• **Activity**: Below are the records; repeat them in full, exactly.

——

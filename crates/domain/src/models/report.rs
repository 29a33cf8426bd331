//! Shelter report domain model.

use chrono::{DateTime, Utc};
use serde::{Deserialize, Serialize};
use validator::Validate;

/// A field report filed against a shelter or an earthquake.
#[derive(Debug, Clone, PartialEq, Serialize, Deserialize)]
pub struct Report {
    pub id: i64,
    pub report_id: String,
    #[serde(default)]
    pub shelter: Option<i64>,
    #[serde(default)]
    pub shelter_name: Option<String>,
    #[serde(default)]
    pub earthquake: Option<i64>,
    /// incident, capacity, status_update, inventory, maintenance or safety.
    pub report_type: String,
    pub title: String,
    #[serde(default)]
    pub description: Option<String>,
    #[serde(default)]
    pub created_by: Option<i64>,
    #[serde(default)]
    pub created_by_username: Option<String>,
    /// active, updated or resolved.
    pub status: String,
    #[serde(default, skip_serializing_if = "Option::is_none")]
    pub created_at: Option<DateTime<Utc>>,
}

/// Payload for filing a report.
#[derive(Debug, Clone, Serialize, Deserialize, Validate)]
pub struct ReportDraft {
    #[validate(length(min = 1, max = 50, message = "Report ID must be 1-50 characters"))]
    pub report_id: String,

    #[validate(length(min = 1, message = "Report type is required"))]
    pub report_type: String,

    #[validate(length(min = 1, max = 255, message = "Title must be 1-255 characters"))]
    pub title: String,

    #[serde(skip_serializing_if = "Option::is_none")]
    pub description: Option<String>,

    #[serde(skip_serializing_if = "Option::is_none")]
    pub shelter: Option<i64>,

    #[serde(skip_serializing_if = "Option::is_none")]
    pub earthquake: Option<i64>,
}

#[cfg(test)]
mod tests {
    use super::*;

    #[test]
    fn test_report_deserialization() {
        let json = r#"{
            "id": 2, "report_id": "RPT-002", "shelter": 4,
            "shelter_name": "Cabadbaran Evacuation Center", "earthquake": null,
            "report_type": "capacity", "title": "At capacity",
            "description": "No more beds", "created_by": 1,
            "created_by_username": "admin", "status": "active",
            "created_at": "2025-02-01T06:00:00Z", "updated_at": "2025-02-01T06:00:00Z"
        }"#;
        let report: Report = serde_json::from_str(json).unwrap();
        assert_eq!(report.report_type, "capacity");
        assert_eq!(report.shelter, Some(4));
    }

    #[test]
    fn test_draft_requires_title() {
        let draft = ReportDraft {
            report_id: "RPT-010".into(),
            report_type: "incident".into(),
            title: String::new(),
            description: None,
            shelter: Some(1),
            earthquake: None,
        };
        assert!(draft.validate().is_err());
    }
}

——

• **Completed task**:
filename crates/domain/src/models/report.rs
repository 29a33cf8426bd331
//! Shelter report domain model.

use chrono::{DateTime, Utc};
use serde::{Deserialize, Serialize};
use validator::Validate;

/// A field report filed against a shelter or an earthquake.
#[derive(Debug, Clone, PartialEq, Serialize, Deserialize)]
pub struct Report {
    pub id: i64,
    pub report_id: String,
    #[serde(default)]
    pub shelter: Option<i64>,
    #[serde(default)]
    pub shelter_name: Option<String>,
    #[serde(default)]
    pub earthquake: Option<i64>,
    /// incident, capacity, status_update, inventory, maintenance or safety.
    pub report_type: String,
    pub title: String,
    #[serde(default)]
    pub description: Option<String>,
    #[serde(default)]
    pub created_by: Option<i64>,
    #[serde(default)]
    pub created_by_username: Option<String>,
    /// active, updated or resolved.
    pub status: String,
    #[serde(default, skip_serializing_if = "Option::is_none")]
    pub created_at: Option<DateTime<Utc>>,
}

/// Payload for filing a report.
#[derive(Debug, Clone, Serialize, Deserialize, Validate)]
pub struct ReportDraft {
    #[validate(length(min = 1, max = 50, message = "Report ID must be 1-50 characters"))]
    pub report_id: String,

    #[validate(length(min = 1, message = "Report type is required"))]
    pub report_type: String,

    #[validate(length(min = 1, max = 255, message = "Title must be 1-255 characters"))]
    pub title: String,

    #[serde(skip_serializing_if = "Option::is_none")]
    pub description: Option<String>,

    #[serde(skip_serializing_if = "Option::is_none")]
    pub shelter: Option<i64>,

    #[serde(skip_serializing_if = "Option::is_none")]
    pub earthquake: Option<i64>,
}

#[cfg(test)]
mod tests {
    use super::*;

    #[test]
    fn test_report_deserialization() {
        let json = r#"{
            "id": 2, "report_id": "RPT-002", "shelter": 4,
            "shelter_name": "Cabadbaran Evacuation Center", "earthquake": null,
            "report_type": "capacity", "title": "At capacity",
            "description": "No more beds", "created_by": 1,
            "created_by_username": "admin", "status": "active",
            "created_at": "2025-02-01T06:00:00Z", "updated_at": "2025-02-01T06:00:00Z"
        }"#;
        let report: Report = serde_json::from_str(json).unwrap();
        assert_eq!(report.report_type, "capacity");
        assert_eq!(report.shelter, Some(4));
    }

    #[test]
    fn test_draft_requires_title() {
        let draft = ReportDraft {
            report_id: "RPT-010".into(),
            report_type: "incident".into(),
            title: String::new(),
            description: None,
            shelter: Some(1),
            earthquake: None,
        };
        assert!(draft.validate().is_err());
    }
}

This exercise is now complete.